═════ Supplied data
//! Cafe WiFi CLI - Database migrations and management tools.
//!
//! # Usage
//!
//! ```bash
//! # Run database migrations
//! cafe-wifi-cli migrate
//!
//! # Seed the database with demo cafes and a demo account
//! cafe-wifi-cli seed --count 25
//!
//! # Mint an admin token without going through the HTTP API
//! cafe-wifi-cli create-admin-token --level super
//! ```
//!
//! # Commands
//!
//! - `migrate` - Run database migrations
//! - `seed` - Seed the database with demo data
//! - `create-admin-token` - Sign an admin JWT with the configured secret

#![cfg_attr(not(test), forbid(unsafe_code))]

use clap::{Parser, Subcommand};

mod commands;

#[derive(Parser)]
#[command(name = "cafe-wifi-cli")]
#[command(author, version, about = "Cafe WiFi directory CLI tools")]
struct Cli {
    #[command(subcommand)]
    command: Commands,
}

#[derive(Subcommand)]
enum Commands {
    /// Run database migrations
    Migrate,
    /// Seed the database with demo cafes and a demo account
    Seed {
        /// Number of cafes to create
        #[arg(short, long, default_value_t = 10)]
        count: u32,
    },
    /// Sign an admin token with the configured JWT secret
    CreateAdminToken {
        /// Admin level to embed (`standard` or `super`)
        #[arg(short, long, default_value = "standard")]
        level: String,
    },
}

#[tokio::main]
async fn main() {
    // Initialize tracing
    tracing_subscriber::fmt::init();

    let cli = Cli::parse();

    let result: Result<(), Box<dyn std::error::Error>> = run(cli).await;

    if let Err(e) = result {
        tracing::error!("Command failed: {e}");
        std::process::exit(1);
    }
}

async fn run(cli: Cli) -> Result<(), Box<dyn std::error::Error>> {
    match cli.command {
        Commands::Migrate => commands::migrate::run().await?,
        Commands::Seed { count } => commands::seed::run(count).await?,
        Commands::CreateAdminToken { level } => commands::admin::create_token(&level)?,
    }
    Ok(())
}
══════════
- Task goal
Could you show every line of the listing that holds the string "async"?

- Finished exercise
async fn main() {
async fn run(cli: Cli) -> Result<(), Box<dyn std::error::Error>> {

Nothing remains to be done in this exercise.